DATA SECTION:
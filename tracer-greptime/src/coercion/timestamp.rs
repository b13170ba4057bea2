use crate::table::TimestampPrecision;
use chrono::{DateTime, Utc};
use span_structs::time_conversion::{epoch_zero, time_from_millis, time_from_nanos};
use span_structs::RawValue;

type TimestampParser = fn(&str, TimestampPrecision) -> Option<DateTime<Utc>>;

/// Tried in order on timestamp text, the first parser that succeeds wins:
/// 1. integer epoch offset, in the precision of the column
/// 2. RFC3339 with optional fractional seconds, `2023-11-14T22:13:20.5Z`
/// 3. `2023-11-14 22:13:20.5 +0000 UTC`, the zone abbreviation is ignored
const TEXT_PARSERS: [TimestampParser; 3] = [parse_epoch_offset, parse_rfc3339, parse_zoned_text];

pub fn parse_timestamp_text(text: &str, precision: TimestampPrecision) -> Option<DateTime<Utc>> {
    let text = text.trim();
    if text.is_empty() {
        return None;
    }
    TEXT_PARSERS.iter().find_map(|parser| parser(text, precision))
}

fn from_epoch_offset(offset: i64, precision: TimestampPrecision) -> DateTime<Utc> {
    match precision {
        TimestampPrecision::Nanosecond => time_from_nanos(offset),
        TimestampPrecision::Millisecond => time_from_millis(offset),
    }
}

fn parse_epoch_offset(text: &str, precision: TimestampPrecision) -> Option<DateTime<Utc>> {
    text.parse::<i64>()
        .ok()
        .map(|offset| from_epoch_offset(offset, precision))
}

fn parse_rfc3339(text: &str, _precision: TimestampPrecision) -> Option<DateTime<Utc>> {
    DateTime::parse_from_rfc3339(text)
        .ok()
        .map(|time| time.with_timezone(&Utc))
}

fn parse_zoned_text(text: &str, _precision: TimestampPrecision) -> Option<DateTime<Utc>> {
    let parts: Vec<&str> = text.split_whitespace().take(3).collect();
    if parts.len() < 3 {
        return None;
    }
    DateTime::parse_from_str(&parts.join(" "), "%Y-%m-%d %H:%M:%S%.f %z")
        .ok()
        .map(|time| time.with_timezone(&Utc))
}

/// Never fails, anything unusable becomes epoch zero
pub fn coerce_timestamp(raw: Option<&RawValue>, precision: TimestampPrecision) -> DateTime<Utc> {
    let Some(raw) = raw else {
        return epoch_zero();
    };
    let coerced = match raw {
        RawValue::Time(time) => Some(*time),
        RawValue::Int(offset) => Some(from_epoch_offset(*offset, precision)),
        RawValue::UInt(offset) => i64::try_from(*offset)
            .ok()
            .map(|offset| from_epoch_offset(offset, precision)),
        // saturating cast, NaN becomes 0
        RawValue::Float(offset) => Some(from_epoch_offset(*offset as i64, precision)),
        RawValue::Text(text) => parse_timestamp_text(text, precision),
        RawValue::Bool(_) | RawValue::Map(_) => None,
    };
    coerced.unwrap_or_else(epoch_zero)
}
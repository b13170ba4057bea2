pub mod time_conversion;
pub mod value;

pub use value::RawValue;

pub type AttributeMap = serde_json::Map<String, serde_json::Value>;

/// One finished (or still open) span as produced by the upstream tracer.
/// Read-only from the point of view of the ingestion adapter.
#[derive(Debug, Clone, PartialEq, serde::Serialize, serde::Deserialize)]
pub struct SpanRecord {
    pub trace_id: String,
    pub span_id: String,
    #[serde(default)]
    pub parent_span_id: Option<String>,
    pub name: String,
    #[serde(default)]
    pub kind: SpanKind,
    /// Name of the entry point (route, task, command) the trace started from
    #[serde(default)]
    pub entry: Option<String>,
    pub start_time_unix_nano: u64,
    /// None while the span is still open
    #[serde(default)]
    pub end_time_unix_nano: Option<u64>,
    #[serde(default)]
    pub status: SpanStatus,
    #[serde(default)]
    pub code: Option<i64>,
    #[serde(default)]
    pub result: Option<String>,
    #[serde(default)]
    pub attributes: AttributeMap,
    #[serde(default)]
    pub resource: AttributeMap,
}

impl SpanRecord {
    pub fn duration_nanos(&self) -> Option<u64> {
        self.end_time_unix_nano
            .map(|end| end.saturating_sub(self.start_time_unix_nano))
    }
}

#[derive(Debug, Clone, Copy, Default, PartialEq, Eq, serde::Deserialize, serde::Serialize)]
#[serde(rename_all = "lowercase")]
pub enum SpanKind {
    #[default]
    Internal,
    Server,
    Client,
    Producer,
    Consumer,
}

impl SpanKind {
    pub fn as_str(&self) -> &'static str {
        match self {
            SpanKind::Internal => "internal",
            SpanKind::Server => "server",
            SpanKind::Client => "client",
            SpanKind::Producer => "producer",
            SpanKind::Consumer => "consumer",
        }
    }
}

#[derive(Debug, Clone, Copy, Default, PartialEq, Eq, serde::Deserialize, serde::Serialize)]
#[serde(rename_all = "lowercase")]
pub enum SpanStatus {
    #[default]
    Unset,
    Ok,
    Error,
}

impl SpanStatus {
    pub fn as_str(&self) -> &'static str {
        match self {
            SpanStatus::Unset => "unset",
            SpanStatus::Ok => "ok",
            SpanStatus::Error => "error",
        }
    }
}

#[cfg(test)]
mod test {
    use super::*;

    #[test]
    fn minimal_json_span_uses_defaults() {
        let span: SpanRecord = serde_json::from_str(
            r#"{"trace_id":"t1","span_id":"s1","name":"GET /","start_time_unix_nano":10}"#,
        )
        .unwrap();
        assert_eq!(span.parent_span_id, None);
        assert_eq!(span.kind, SpanKind::Internal);
        assert_eq!(span.status, SpanStatus::Unset);
        assert_eq!(span.duration_nanos(), None);
        assert!(span.attributes.is_empty());
    }

    #[test]
    fn duration_never_underflows() {
        let span: SpanRecord = serde_json::from_str(
            r#"{"trace_id":"t1","span_id":"s1","parent_span_id":"p","name":"n",
                "start_time_unix_nano":10,"end_time_unix_nano":4,"status":"error"}"#,
        )
        .unwrap();
        assert_eq!(span.parent_span_id.as_deref(), Some("p"));
        assert_eq!(span.duration_nanos(), Some(0));
        assert_eq!(span.status.as_str(), "error");
    }
}
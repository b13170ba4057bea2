use crate::table::{ColumnType, ColumnValue};
use std::backtrace::Backtrace;
use std::time::Duration;
use thiserror::Error;

pub fn error_chain_to_pretty_formatted(error: &(dyn std::error::Error + 'static)) -> String {
    let mut err = format!("{}", error);
    let mut source = error.source();
    while let Some(inner_err) = source {
        err.push_str(&format!("\nCaused by: \n{}", inner_err));
        source = inner_err.source();
    }
    err
}

#[derive(Debug, Clone, PartialEq, Error)]
pub enum SchemaError {
    #[error("invalid {what} name {name:?}: {reason}")]
    InvalidName {
        what: &'static str,
        name: String,
        reason: &'static str,
    },
    #[error("duplicate column {0:?}")]
    DuplicateColumn(String),
}

#[derive(Debug, Clone, PartialEq, Error)]
pub enum RowError {
    #[error("row has {got} values but the table has {expected} columns")]
    Arity { expected: usize, got: usize },
    #[error("column {column:?} is {expected:?} but got {got:?}")]
    TypeMismatch {
        column: String,
        expected: ColumnType,
        got: ColumnValue,
    },
}

#[derive(Debug, Error)]
pub enum SinkError {
    #[error(transparent)]
    Sqlx(#[from] SqlxError),
    #[error(transparent)]
    Reqwest(#[from] ReqwestError),
    #[error("store rejected the write with status {status}: {body}")]
    Rejected { status: u16, body: String },
    #[error("can't encode row {row} of table {table}: {reason}")]
    Encoding {
        table: String,
        row: usize,
        reason: String,
    },
    #[error("invalid sink settings: {0}")]
    Settings(String),
}

#[derive(Debug, Error)]
pub enum WriteError {
    #[error("building table schema")]
    Schema(#[from] SchemaError),
    #[error("building row {index}")]
    Row {
        index: usize,
        #[source]
        source: RowError,
    },
    #[error("writing batch")]
    Sink(#[from] SinkError),
    #[error("write of {rows} rows to {table} timed out after {timeout:?}")]
    Timeout {
        table: String,
        rows: usize,
        timeout: Duration,
    },
    #[error("resolving sink driver")]
    UnknownDriver(#[from] RegistryError),
}

#[derive(Debug, Clone, PartialEq, Error)]
pub enum RegistryError {
    #[error("driver {0} is already registered")]
    Duplicate(String),
    #[error("no driver registered as {name}, known drivers: {known:?}")]
    Unknown { name: String, known: Vec<String> },
}

#[derive(Debug, Error)]
#[error("SqlxError Context: {context}\n{backtrace}")]
pub struct SqlxError {
    #[source]
    pub source: sqlx::Error,
    pub context: String,
    pub backtrace: OptionBacktracePrettyPrinter,
}

impl SqlxError {
    pub fn from_sqlx_error<S: Into<String>>(source: sqlx::Error, context: S) -> Self {
        Self {
            source,
            context: context.into(),
            backtrace: OptionBacktracePrettyPrinter::capture(),
        }
    }
}

#[derive(Debug, Error)]
#[error("ReqwestError Context: {context}\n{backtrace}")]
pub struct ReqwestError {
    #[source]
    pub source: reqwest::Error,
    pub context: String,
    pub backtrace: OptionBacktracePrettyPrinter,
}

impl ReqwestError {
    pub fn from_reqwest_error<S: Into<String>>(source: reqwest::Error, context: S) -> Self {
        Self {
            source,
            context: context.into(),
            backtrace: OptionBacktracePrettyPrinter::capture(),
        }
    }
}

#[derive(Debug, Error)]
#[error("SerdeJsonError Context: {context}\n{bad_input_sample}\n{backtrace}")]
pub struct SerdeJsonError {
    #[source]
    pub source: serde_json::Error,
    pub context: String,
    pub bad_input_sample: String,
    pub backtrace: OptionBacktracePrettyPrinter,
}

impl SerdeJsonError {
    pub fn from_serde_json_error<S: Into<String>>(
        source: serde_json::Error,
        context: S,
        bad_input_sample: String,
    ) -> Self {
        Self {
            source,
            context: context.into(),
            bad_input_sample,
            backtrace: OptionBacktracePrettyPrinter::capture(),
        }
    }
}

/// Backtraces are only captured when RUST_BACKTRACE or RUST_LIB_BACKTRACE is set
#[derive(Debug)]
pub struct OptionBacktracePrettyPrinter(pub Option<Backtrace>);

impl OptionBacktracePrettyPrinter {
    pub fn capture() -> Self {
        Self::from(Backtrace::capture())
    }
}

impl From<Backtrace> for OptionBacktracePrettyPrinter {
    fn from(value: Backtrace) -> Self {
        Self(Some(value))
    }
}

impl std::fmt::Display for OptionBacktracePrettyPrinter {
    fn fmt(&self, f: &mut std::fmt::Formatter<'_>) -> std::fmt::Result {
        match self.0.as_ref() {
            Some(child) => write!(f, "{}", child),
            None => write!(f, "No backtrace"),
        }
    }
}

WHAT THE TASK ASKS: Please copy the line holding "pub fn capture()" and all lines after it to the end of the records, exactly, and nothing else.

RESPONSE:
    pub fn capture() -> Self {
        Self::from(Backtrace::capture())
    }
}

impl From<Backtrace> for OptionBacktracePrettyPrinter {
    fn from(value: Backtrace) -> Self {
        Self(Some(value))
    }
}

impl std::fmt::Display for OptionBacktracePrettyPrinter {
    fn fmt(&self, f: &mut std::fmt::Formatter<'_>) -> std::fmt::Result {
        match self.0.as_ref() {
            Some(child) => write!(f, "{}", child),
            None => write!(f, "No backtrace"),
        }
    }
}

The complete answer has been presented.